*PROMPT*.
Which of the lines in the data mention the string "impl"? List them all.

*STORED DATA*.
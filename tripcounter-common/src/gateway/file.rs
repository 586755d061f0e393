use async_trait::async_trait;
use serde::{Deserialize, Serialize};
use std::path::{Path, PathBuf};
use tokio::sync::Mutex;

use super::{
    data_index, normalize_values, row_from_values, GatewayError, Row, TableGateway, TableHandle,
    TableSpec,
};

#[derive(Serialize, Deserialize)]
struct TableDocument {
    headers: Vec<String>,
    rows: Vec<Vec<String>>,
}

/// Durable single-node table store: one JSON document per table under a data
/// directory. Stands in for the remote spreadsheet service behind the same
/// trait.
pub struct FileGateway {
    dir: PathBuf,
    // All document IO is serialized; tables are small and read whole
    io_lock: Mutex<()>,
}

impl FileGateway {
    pub fn new(dir: impl Into<PathBuf>) -> Result<Self, GatewayError> {
        let dir = dir.into();

        std::fs::create_dir_all(&dir).map_err(|e| {
            GatewayError::OpenFailure(format!(
                "Failed to create data directory '{}': {e}",
                dir.display()
            ))
        })?;

        Ok(Self {
            dir,
            io_lock: Mutex::new(()),
        })
    }

    fn table_path(&self, key: &str) -> PathBuf {
        self.dir.join(format!("{key}.json"))
    }

    async fn load(&self, spec: &TableSpec) -> Result<TableDocument, GatewayError> {
        let bytes = tokio::fs::read(self.table_path(spec.key))
            .await
            .map_err(|e| {
                GatewayError::Backend(format!("Failed to read table '{}': {e}", spec.key))
            })?;

        serde_json::from_slice(&bytes).map_err(|e| {
            GatewayError::Backend(format!("Table '{}' is not valid JSON: {e}", spec.key))
        })
    }

    async fn save(&self, spec: &TableSpec, document: &TableDocument) -> Result<(), GatewayError> {
        let bytes = serde_json::to_vec_pretty(document).map_err(|e| {
            GatewayError::Backend(format!("Failed to serialize table '{}': {e}", spec.key))
        })?;

        tokio::fs::write(self.table_path(spec.key), bytes)
            .await
            .map_err(|e| {
                GatewayError::Backend(format!("Failed to write table '{}': {e}", spec.key))
            })
    }
}

#[async_trait]
impl TableGateway for FileGateway {
    async fn ensure_table(&self, spec: &'static TableSpec) -> Result<TableHandle, GatewayError> {
        let _guard = self.io_lock.lock().await;

        if Path::exists(&self.table_path(spec.key)) {
            let document = self.load(spec).await?;

            if document.headers != spec.headers {
                return Err(GatewayError::HeaderMismatch {
                    table: spec.key,
                    expected: spec.headers.iter().map(|h| String::from(*h)).collect(),
                    found: document.headers,
                });
            }
        } else {
            let document = TableDocument {
                headers: spec.headers.iter().map(|h| String::from(*h)).collect(),
                rows: Vec::new(),
            };

            self.save(spec, &document).await?;
        }

        Ok(TableHandle { spec })
    }

    async fn read_all_rows(&self, table: &TableHandle) -> Result<Vec<Row>, GatewayError> {
        let _guard = self.io_lock.lock().await;
        let document = self.load(table.spec).await?;

        Ok(document
            .rows
            .iter()
            .map(|values| row_from_values(table.spec, values))
            .collect())
    }

    async fn append_row(&self, table: &TableHandle, values: &[String]) -> Result<(), GatewayError> {
        let _guard = self.io_lock.lock().await;
        let mut document = self.load(table.spec).await?;

        document.rows.push(normalize_values(table.spec, values));

        self.save(table.spec, &document).await
    }

    async fn update_cell(
        &self,
        table: &TableHandle,
        row_index: usize,
        column_index: usize,
        value: &str,
    ) -> Result<(), GatewayError> {
        let _guard = self.io_lock.lock().await;
        let mut document = self.load(table.spec).await?;

        let row = data_index(row_index)
            .and_then(|i| document.rows.get_mut(i))
            .ok_or(GatewayError::RowOutOfBounds {
                table: table.spec.key,
                row_index,
            })?;

        let cell = column_index
            .checked_sub(1)
            .and_then(|i| row.get_mut(i))
            .ok_or(GatewayError::ColumnOutOfBounds {
                table: table.spec.key,
                column_index,
            })?;

        *cell = String::from(value);

        self.save(table.spec, &document).await
    }

    async fn update_row(
        &self,
        table: &TableHandle,
        row_index: usize,
        values: &[String],
    ) -> Result<(), GatewayError> {
        let _guard = self.io_lock.lock().await;
        let mut document = self.load(table.spec).await?;

        let row = data_index(row_index)
            .and_then(|i| document.rows.get_mut(i))
            .ok_or(GatewayError::RowOutOfBounds {
                table: table.spec.key,
                row_index,
            })?;

        *row = normalize_values(table.spec, values);

        self.save(table.spec, &document).await
    }
}
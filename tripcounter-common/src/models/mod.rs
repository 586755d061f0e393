use chrono::{NaiveDate, NaiveTime};
use std::fmt;

use crate::gateway::Row;

pub mod bonus_ledger;
pub mod budget_item;
pub mod expense;
pub mod extra;
pub mod monthly_summary;
pub mod odometer;
pub mod trip;

/// A gateway row that could not be parsed into its typed record. Daos log
/// these and skip the row rather than letting raw strings reach business
/// logic.
#[derive(Debug)]
pub struct RowParseError {
    pub table: &'static str,
    pub column: &'static str,
    pub value: String,
}

impl std::error::Error for RowParseError {}

impl fmt::Display for RowParseError {
    fn fmt(&self, f: &mut fmt::Formatter<'_>) -> fmt::Result {
        write!(
            f,
            "RowParseError: Column '{}' of table '{}' holds unparseable value '{}'",
            self.column, self.table, self.value
        )
    }
}

/// Rounds a monetary amount to 2 decimal places. Applied at record
/// construction and at aggregation return points, never mid-computation.
pub fn round2(amount: f64) -> f64 {
    (amount * 100.0).round() / 100.0
}

pub fn format_money(amount: f64) -> String {
    format!("{amount:.2}")
}

/// Validates and normalizes an HH:MM clock time.
pub fn parse_clock_time(value: &str) -> Option<String> {
    let time = NaiveTime::parse_from_str(value.trim(), "%H:%M").ok()?;
    Some(time.format("%H:%M").to_string())
}

pub(crate) fn cell<'a>(row: &'a Row, column: &str) -> &'a str {
    row.get(column).map(String::as_str).unwrap_or("")
}

pub(crate) fn parse_date(
    row: &Row,
    table: &'static str,
    column: &'static str,
) -> Result<NaiveDate, RowParseError> {
    let value = cell(row, column);
    NaiveDate::parse_from_str(value, "%Y-%m-%d").map_err(|_| RowParseError {
        table,
        column,
        value: String::from(value),
    })
}

pub(crate) fn parse_f64(
    row: &Row,
    table: &'static str,
    column: &'static str,
) -> Result<f64, RowParseError> {
    let value = cell(row, column);

    if value.is_empty() {
        return Ok(0.0);
    }

    value.parse().map_err(|_| RowParseError {
        table,
        column,
        value: String::from(value),
    })
}

pub(crate) fn parse_u32(
    row: &Row,
    table: &'static str,
    column: &'static str,
) -> Result<u32, RowParseError> {
    let value = cell(row, column);

    value.parse().map_err(|_| RowParseError {
        table,
        column,
        value: String::from(value),
    })
}

pub(crate) fn parse_i64_opt(
    row: &Row,
    table: &'static str,
    column: &'static str,
) -> Result<Option<i64>, RowParseError> {
    let value = cell(row, column);

    if value.is_empty() {
        return Ok(None);
    }

    value.parse().map(Some).map_err(|_| RowParseError {
        table,
        column,
        value: String::from(value),
    })
}

pub(crate) fn parse_bool(row: &Row, column: &'static str) -> bool {
    matches!(cell(row, column).trim(), "true" | "True" | "TRUE")
}
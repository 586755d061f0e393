use chrono::NaiveDate;

use crate::gateway::TableSpec;
use crate::models::bonus_ledger::{self, BonusLedgerEntry};

use super::{DaoError, TableStore};

static TABLE: TableSpec = TableSpec {
    key: bonus_ledger::TABLE_KEY,
    headers: bonus_ledger::HEADERS,
};

pub struct Dao {
    store: TableStore,
}

impl Dao {
    pub fn new(store: &TableStore) -> Self {
        Self {
            store: store.clone(),
        }
    }

    /// The cached bonus for a date; 0 when no ledger row exists.
    pub async fn bonus_for_date(&self, date: NaiveDate) -> Result<f64, DaoError> {
        let table = self.store.open(&TABLE).await?;
        let rows = self.store.gateway().read_all_rows(&table).await?;

        for row in &rows {
            match BonusLedgerEntry::from_row(row) {
                Ok(entry) if entry.date == date => return Ok(entry.bonus_total),
                Ok(_) => (),
                Err(e) => log::warn!("Skipping unparseable bonus ledger row: {e}"),
            }
        }

        Ok(0.0)
    }

    /// Upserts the date's ledger row: overwrite in place when one exists,
    /// append otherwise. Runs under the ledger lock so two writers cannot
    /// both append for the same date.
    pub async fn set_for_date(&self, date: NaiveDate, bonus_total: f64) -> Result<(), DaoError> {
        let _guard = self.store.lock(&TABLE).await;

        let table = self.store.open(&TABLE).await?;
        let rows = self.store.gateway().read_all_rows(&table).await?;

        let entry = BonusLedgerEntry { date, bonus_total };
        let date_string = date.to_string();

        let existing = rows
            .iter()
            .position(|row| crate::models::cell(row, "date") == date_string);

        match existing {
            Some(i) => {
                self.store
                    .gateway()
                    .update_row(&table, i + 2, &entry.to_row())
                    .await?
            }
            None => {
                self.store
                    .gateway()
                    .append_row(&table, &entry.to_row())
                    .await?
            }
        }

        Ok(())
    }
}
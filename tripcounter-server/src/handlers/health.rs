use actix_web::{HttpResponse, Responder};

pub async fn heartbeat() -> impl Responder {
    HttpResponse::Ok()
}

#[cfg(test)]
mod tests {
    use super::*;
    use actix_web::test::{self, TestRequest};
    use actix_web::{web, App};

    #[actix_web::test]
    async fn test_heartbeat() {
        let app =
            test::init_service(App::new().route("/heartbeat", web::get().to(heartbeat))).await;

        let req = TestRequest::get().uri("/heartbeat").to_request();
        let resp = test::call_service(&app, req).await;

        assert_eq!(resp.status(), actix_web::http::StatusCode::OK);
    }
}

*RESPONSE BOX*.
impl FileGateway {
    pub fn new(dir: impl Into<PathBuf>) -> Result<Self, GatewayError> {
impl TableGateway for FileGateway {
impl std::error::Error for RowParseError {}
impl fmt::Display for RowParseError {
impl Dao {
pub async fn heartbeat() -> impl Responder {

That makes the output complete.